• _Dataset_:
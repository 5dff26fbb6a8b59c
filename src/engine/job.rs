//! Per-root crawl job state
//!
//! One `CrawlJob` exists per actively-registered root. Its interior state
//! (frontier, rate window, fetch counter) is shared by every worker in the
//! pool, so all mutation is routed through the narrow operations below and
//! serialized by a per-job lock. Two workers racing the same root is an
//! intended case, not something callers need to prevent.

use crate::engine::frontier::Frontier;
use crate::engine::limiter::{RateWindow, ADMIT_POLL_INTERVAL};
use std::time::Instant;
use tokio::sync::Mutex;

/// Mutable per-job state behind the job lock
#[derive(Debug)]
struct JobState {
    frontier: Frontier,
    window: RateWindow,
    pages_fetched: u64,
}

/// Read-only view of a job's progress, for logging and tests
#[derive(Debug, Clone, Copy, PartialEq, Eq)]
pub struct JobSnapshot {
    pub pages_fetched: u64,
    pub frontier_len: usize,
    pub seen_count: usize,
}

/// One registered root's crawl, exclusively owned by the engine
#[derive(Debug)]
pub struct CrawlJob {
    root: String,
    https: bool,
    author_id: i64,
    state: Mutex<JobState>,
}

impl CrawlJob {
    /// Creates a job whose frontier is seeded with the root at depth 0
    pub fn new(root: &str, author_id: i64, https: bool) -> Self {
        Self {
            root: root.to_string(),
            https,
            author_id,
            state: Mutex::new(JobState {
                frontier: Frontier::seeded(root),
                window: RateWindow::new(),
                pages_fetched: 0,
            }),
        }
    }

    pub fn root(&self) -> &str {
        &self.root
    }

    pub fn https(&self) -> bool {
        self.https
    }

    pub fn author_id(&self) -> i64 {
        self.author_id
    }

    /// Pops the next pending task, or None if the frontier is drained
    pub async fn pop(&self) -> Option<(String, u32)> {
        let mut state = self.state.lock().await;
        state.frontier.pop()
    }

    /// Pushes discovered links at the given depth, returning how many were new
    pub async fn push_links<I>(&self, links: I, depth: u32) -> usize
    where
        I: IntoIterator<Item = String>,
    {
        let mut state = self.state.lock().await;
        links
            .into_iter()
            .filter(|link| state.frontier.push(link.clone(), depth))
            .count()
    }

    /// Waits until the per-root rate window admits one fetch
    ///
    /// The lock is held only for the admission check itself, never across the
    /// poll sleep, so other workers can keep servicing this root meanwhile.
    pub async fn admit(&self, max_rps: u32) {
        loop {
            {
                let mut state = self.state.lock().await;
                if state.window.try_admit(max_rps, Instant::now()) {
                    return;
                }
            }
            tokio::time::sleep(ADMIT_POLL_INTERVAL).await;
        }
    }

    /// Counts one successful fetch, returning the new total
    pub async fn record_fetched(&self) -> u64 {
        let mut state = self.state.lock().await;
        state.pages_fetched += 1;
        state.pages_fetched
    }

    pub async fn snapshot(&self) -> JobSnapshot {
        let state = self.state.lock().await;
        JobSnapshot {
            pages_fetched: state.pages_fetched,
            frontier_len: state.frontier.len(),
            seen_count: state.frontier.seen_count(),
        }
    }
}
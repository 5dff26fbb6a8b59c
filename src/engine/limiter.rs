//! Per-root sliding-window rate limiting
//!
//! Each job carries its own window of recent fetch timestamps, so one
//! domain's backpressure never throttles another. Admission is a cooperative
//! poll: callers retry `try_admit` on a short fixed interval rather than
//! blocking, and must not hold the job lock across the sleep.

use std::collections::VecDeque;
use std::time::{Duration, Instant};

/// Width of the sliding admission window
pub const WINDOW: Duration = Duration::from_secs(1);

/// Delay between admission attempts while the window is full
pub const ADMIT_POLL_INTERVAL: Duration = Duration::from_millis(50);

/// Sliding buffer of recent fetch admission timestamps for one root
#[derive(Debug, Default)]
pub struct RateWindow {
    samples: VecDeque<Instant>,
}

impl RateWindow {
    pub fn new() -> Self {
        Self::default()
    }

    /// Attempts one admission at `now`
    ///
    /// Evicts samples older than the window from the head, then admits (and
    /// records `now`) only if fewer than `max_rps` samples remain.
    pub fn try_admit(&mut self, max_rps: u32, now: Instant) -> bool {
        while let Some(&oldest) = self.samples.front() {
            if now.duration_since(oldest) > WINDOW {
                self.samples.pop_front();
            } else {
                break;
            }
        }

        if (self.samples.len() as u32) < max_rps {
            self.samples.push_back(now);
            true
        } else {
            false
        }
    }

    /// Number of admissions currently inside the window
    pub fn in_window(&self) -> usize {
        self.samples.len()
    }
}
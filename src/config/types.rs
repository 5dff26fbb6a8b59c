use serde::Deserialize;

/// Main configuration structure for Skitter
#[derive(Debug, Clone, Deserialize)]
pub struct Config {
    pub engine: EngineConfig,
    pub index: IndexConfig,
    pub storage: StorageConfig,
}

/// Crawl engine configuration, fixed at construction
#[derive(Debug, Clone, Deserialize)]
pub struct EngineConfig {
    /// Number of concurrent workers in the shared pool
    pub workers: u32,

    /// Maximum fetch admissions per domain per sliding second
    #[serde(rename = "max-rps")]
    pub max_rps: u32,

    /// Maximum link-hop distance from a root that will be fetched
    #[serde(rename = "max-depth")]
    pub max_depth: u32,

    /// Page count a crawl must exceed before it can be marked Done
    #[serde(rename = "done-threshold", default = "default_done_threshold")]
    pub done_threshold: u64,

    /// Seconds before a finished crawl's record goes stale and a re-crawl
    /// request starts new work
    #[serde(rename = "recrawl-interval-secs", default = "default_recrawl_interval")]
    pub recrawl_interval_secs: i64,

    /// Per-fetch timeout in seconds
    #[serde(rename = "fetch-timeout-secs", default = "default_fetch_timeout")]
    pub fetch_timeout_secs: u64,

    /// User agent string sent with every fetch
    #[serde(rename = "user-agent", default = "default_user_agent")]
    pub user_agent: String,
}

/// Search index sink configuration
#[derive(Debug, Clone, Deserialize)]
pub struct IndexConfig {
    /// Base URL of the search engine
    pub endpoint: String,

    /// Logical collection extracted documents are written to
    pub collection: String,
}

/// Stat store configuration
#[derive(Debug, Clone, Deserialize)]
pub struct StorageConfig {
    /// Path to the SQLite database file
    #[serde(rename = "database-path")]
    pub database_path: String,
}

fn default_done_threshold() -> u64 {
    10
}

fn default_recrawl_interval() -> i64 {
    86_399
}

fn default_fetch_timeout() -> u64 {
    30
}

fn default_user_agent() -> String {
    format!("skitter/{}", env!("CARGO_PKG_VERSION"))
}
use crate::config::types::Config;
use crate::config::validation::validate;
use crate::ConfigError;
use sha2::{Digest, Sha256};
use std::path::Path;

/// Loads and parses a configuration file from the given path
///
/// # Arguments
///
/// * `path` - Path to the TOML configuration file
///
/// # Returns
///
/// * `Ok(Config)` - Successfully loaded and validated configuration
/// * `Err(ConfigError)` - Failed to load, parse, or validate the configuration
pub fn load_config(path: &Path) -> Result<Config, ConfigError> {
    let content = std::fs::read_to_string(path)?;
    let config: Config = toml::from_str(&content)?;
    validate(&config)?;
    Ok(config)
}

/// Computes a SHA-256 hash of the configuration file content
///
/// Used to detect configuration drift between restarts of the engine.
pub fn compute_config_hash(path: &Path) -> Result<String, ConfigError> {
    let content = std::fs::read_to_string(path)?;
    let mut hasher = Sha256::new();
    hasher.update(content.as_bytes());
    let result = hasher.finalize();
    Ok(hex::encode(result))
}

/// Loads a configuration and returns both the config and its hash
pub fn load_config_with_hash(path: &Path) -> Result<(Config, String), ConfigError> {
    let config = load_config(path)?;
    let hash = compute_config_hash(path)?;
    Ok((config, hash))
}

#[cfg(test)]
mod tests {
    use super::*;
    use std::io::Write;
    use tempfile::NamedTempFile;

    fn create_temp_config(content: &str) -> NamedTempFile {
        let mut file = NamedTempFile::new().unwrap();
        file.write_all(content.as_bytes()).unwrap();
        file.flush().unwrap();
        file
    }

    #[test]
    fn test_load_valid_config() {
        let config_content = r#"
[engine]
workers = 10
max-rps = 3
max-depth = 3

[index]
endpoint = "http://localhost:9200"
collection = "crawling"

[storage]
database-path = "./skitter.db"
"#;

        let file = create_temp_config(config_content);
        let config = load_config(file.path()).unwrap();

        assert_eq!(config.engine.workers, 10);
        assert_eq!(config.engine.max_rps, 3);
        assert_eq!(config.engine.max_depth, 3);
        // Defaults fill in the optional fields
        assert_eq!(config.engine.done_threshold, 10);
        assert_eq!(config.engine.recrawl_interval_secs, 86_399);
        assert_eq!(config.engine.fetch_timeout_secs, 30);
        assert_eq!(config.index.collection, "crawling");
    }

    #[test]
    fn test_load_config_with_invalid_path() {
        let result = load_config(Path::new("/nonexistent/config.toml"));
        assert!(result.is_err());
    }

    #[test]
    fn test_load_config_with_invalid_toml() {
        let config_content = "this is not valid TOML {{{";
        let file = create_temp_config(config_content);
        let result = load_config(file.path());
        assert!(result.is_err());
    }

    #[test]
    fn test_load_config_with_validation_error() {
        let config_content = r#"
[engine]
workers = 0
max-rps = 3
max-depth = 3

[index]
endpoint = "http://localhost:9200"
collection = "crawling"

[storage]
database-path = "./skitter.db"
"#;

        let file = create_temp_config(config_content);
        let result = load_config(file.path());
        assert!(result.is_err());
        assert!(matches!(result.unwrap_err(), ConfigError::Validation(_)));
    }

    #[test]
    fn test_compute_config_hash() {
        let config_content = "test content";
        let file = create_temp_config(config_content);

        let hash1 = compute_config_hash(file.path()).unwrap();
        let hash2 = compute_config_hash(file.path()).unwrap();

        assert_eq!(hash1, hash2);
        assert_eq!(hash1.len(), 64);
    }

    #[test]
    fn test_different_content_different_hash() {
        let file1 = create_temp_config("content 1");
        let file2 = create_temp_config("content 2");

        let hash1 = compute_config_hash(file1.path()).unwrap();
        let hash2 = compute_config_hash(file2.path()).unwrap();

        assert_ne!(hash1, hash2);
    }
}
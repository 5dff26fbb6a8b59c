use crate::config::types::{Config, EngineConfig, IndexConfig, StorageConfig};
use crate::ConfigError;
use url::Url;

/// Validates the entire configuration
pub fn validate(config: &Config) -> Result<(), ConfigError> {
    validate_engine_config(&config.engine)?;
    validate_index_config(&config.index)?;
    validate_storage_config(&config.storage)?;
    Ok(())
}

/// Validates engine configuration
fn validate_engine_config(config: &EngineConfig) -> Result<(), ConfigError> {
    if config.workers < 1 || config.workers > 1000 {
        return Err(ConfigError::Validation(format!(
            "workers must be between 1 and 1000, got {}",
            config.workers
        )));
    }

    if config.max_rps < 1 {
        return Err(ConfigError::Validation(format!(
            "max_rps must be >= 1, got {}",
            config.max_rps
        )));
    }

    if config.recrawl_interval_secs < 1 {
        return Err(ConfigError::Validation(format!(
            "recrawl_interval_secs must be >= 1, got {}",
            config.recrawl_interval_secs
        )));
    }

    if config.fetch_timeout_secs < 1 {
        return Err(ConfigError::Validation(format!(
            "fetch_timeout_secs must be >= 1, got {}",
            config.fetch_timeout_secs
        )));
    }

    if config.user_agent.is_empty() {
        return Err(ConfigError::Validation(
            "user_agent cannot be empty".to_string(),
        ));
    }

    Ok(())
}

/// Validates index sink configuration
fn validate_index_config(config: &IndexConfig) -> Result<(), ConfigError> {
    let url = Url::parse(&config.endpoint)
        .map_err(|e| ConfigError::InvalidUrl(format!("Invalid index endpoint: {}", e)))?;

    if url.scheme() != "http" && url.scheme() != "https" {
        return Err(ConfigError::InvalidUrl(format!(
            "Index endpoint must be http or https, got '{}'",
            config.endpoint
        )));
    }

    if config.collection.is_empty() {
        return Err(ConfigError::Validation(
            "index collection cannot be empty".to_string(),
        ));
    }

    // Collection names end up in request paths, keep them path-safe
    if !config
        .collection
        .chars()
        .all(|c| c.is_ascii_alphanumeric() || c == '-' || c == '_')
    {
        return Err(ConfigError::Validation(format!(
            "index collection must contain only alphanumeric characters, '-' or '_', got '{}'",
            config.collection
        )));
    }

    Ok(())
}

/// Validates storage configuration
fn validate_storage_config(config: &StorageConfig) -> Result<(), ConfigError> {
    if config.database_path.is_empty() {
        return Err(ConfigError::Validation(
            "database_path cannot be empty".to_string(),
        ));
    }

    Ok(())
}
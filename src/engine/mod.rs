//! Crawl engine: job registry, worker pool, and per-root crawl state
//!
//! This module contains the core crawling machinery:
//! - Per-root frontier queues with enqueue-time dedup
//! - Per-root sliding-window rate limiting
//! - The shared worker pool that drives every registered crawl
//! - HTTP fetching with explicit per-item outcomes
//!
//! The engine context is constructed once and handed to every component;
//! there is no ambient global state.

mod fetcher;
mod frontier;
mod job;
mod limiter;
mod worker;

pub use fetcher::{build_http_client, fetch_page, FetchOutcome};
pub use frontier::Frontier;
pub use job::{CrawlJob, JobSnapshot};
pub use limiter::RateWindow;

use crate::config::EngineConfig;
use crate::index::DocumentSink;
use crate::stats::{SharedStatStore, StatTracker};
use crate::storage::StorageResult;
use reqwest::Client;
use std::collections::HashMap;
use std::sync::Arc;
use std::time::Duration;
use tokio::sync::RwLock;
use tokio::task::JoinHandle;

/// Shared engine context
///
/// Owns the active-job registry, the HTTP client, the indexer sink and the
/// stat tracker. Jobs are registered by the intake handler and drained by the
/// worker pool; a registered job runs until its frontier is exhausted, or
/// indefinitely if it never is. There is no mid-flight cancellation; a stale
/// re-crawl admission replaces a root's registry entry with a fresh job.
pub struct CrawlEngine {
    config: EngineConfig,
    client: Client,
    sink: Arc<dyn DocumentSink>,
    tracker: StatTracker,
    jobs: RwLock<HashMap<String, Arc<CrawlJob>>>,
}

impl CrawlEngine {
    /// Builds the engine context
    pub fn new(
        config: EngineConfig,
        sink: Arc<dyn DocumentSink>,
        store: SharedStatStore,
    ) -> Result<Arc<Self>, reqwest::Error> {
        let client = build_http_client(
            &config.user_agent,
            Duration::from_secs(config.fetch_timeout_secs),
        )?;
        let tracker = StatTracker::new(store, config.done_threshold);

        Ok(Arc::new(Self {
            config,
            client,
            sink,
            tracker,
            jobs: RwLock::new(HashMap::new()),
        }))
    }

    pub fn config(&self) -> &EngineConfig {
        &self.config
    }

    pub fn client(&self) -> &Client {
        &self.client
    }

    pub fn sink(&self) -> &dyn DocumentSink {
        self.sink.as_ref()
    }

    pub fn tracker(&self) -> &StatTracker {
        &self.tracker
    }

    /// Registers a new crawl job for a root
    ///
    /// The Crawling stat record is created first so that a storage failure
    /// admits nothing. Registering a root that already has an entry replaces
    /// it (stale re-crawl); workers holding the old job finish their in-hand
    /// items against it and then stop seeing it.
    pub async fn register_job(
        &self,
        root: &str,
        author_id: i64,
        https: bool,
    ) -> StorageResult<Arc<CrawlJob>> {
        self.tracker.on_job_start(root, author_id, https)?;

        let job = Arc::new(CrawlJob::new(root, author_id, https));
        let mut jobs = self.jobs.write().await;
        jobs.insert(root.to_string(), Arc::clone(&job));

        tracing::info!("Registered crawl job for {} (author {})", root, author_id);
        Ok(job)
    }

    /// Snapshot of the currently registered jobs
    pub async fn active_jobs(&self) -> Vec<Arc<CrawlJob>> {
        let jobs = self.jobs.read().await;
        jobs.values().cloned().collect()
    }

    /// Looks up the registered job for a root
    pub async fn job(&self, root: &str) -> Option<Arc<CrawlJob>> {
        let jobs = self.jobs.read().await;
        jobs.get(root).cloned()
    }

    pub async fn is_registered(&self, root: &str) -> bool {
        let jobs = self.jobs.read().await;
        jobs.contains_key(root)
    }

    /// Spawns the fixed-size worker pool
    ///
    /// Workers run until aborted; the engine has no shutdown of its own.
    pub fn spawn_workers(self: &Arc<Self>) -> Vec<JoinHandle<()>> {
        (0..self.config.workers)
            .map(|worker_id| {
                let engine = Arc::clone(self);
                tokio::spawn(worker::run_worker(engine, worker_id))
            })
            .collect()
    }
}
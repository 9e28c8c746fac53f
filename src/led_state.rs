//! Observable LED state, shared lock-free between the foreground handle
//! and the playback task.

use portable_atomic::{AtomicU8, Ordering};

/// Logical state of a status LED.
#[derive(Clone, Copy, Debug, PartialEq, Eq, Default, defmt::Format)]
#[repr(u8)]
pub enum LedState {
    /// The LED is OFF.
    #[default]
    Off = 0x00,
    /// The LED is ON.
    On = 0x01,
    /// The LED is replaying a flash pattern.
    Flashing = 0x10,
}

/// A lock-free `LedState` cell.
///
/// The foreground stores the state it just requested; `load` never blocks,
/// so state queries are purely observational.
#[derive(Debug)]
pub struct AtomicLedState(AtomicU8);

impl AtomicLedState {
    #[must_use]
    pub const fn new() -> Self {
        Self(AtomicU8::new(LedState::Off as u8))
    }

    #[must_use]
    pub fn load(&self) -> LedState {
        match self.0.load(Ordering::Relaxed) {
            0x01 => LedState::On,
            0x10 => LedState::Flashing,
            _ => LedState::Off,
        }
    }

    pub fn store(&self, state: LedState) {
        self.0.store(state as u8, Ordering::Relaxed);
    }
}

impl Default for AtomicLedState {
    fn default() -> Self {
        Self::new()
    }
}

• _Task directions_:
Through the line that contains "operations below and", copy the material above exactly, beginning at its first line and including nothing more.

• _Worked solution_:
repository 5dff26fbb6a8b59c
filename src/engine/job.rs
//! Per-root crawl job state
//!
//! One `CrawlJob` exists per actively-registered root. Its interior state
//! (frontier, rate window, fetch counter) is shared by every worker in the
//! pool, so all mutation is routed through the narrow operations below and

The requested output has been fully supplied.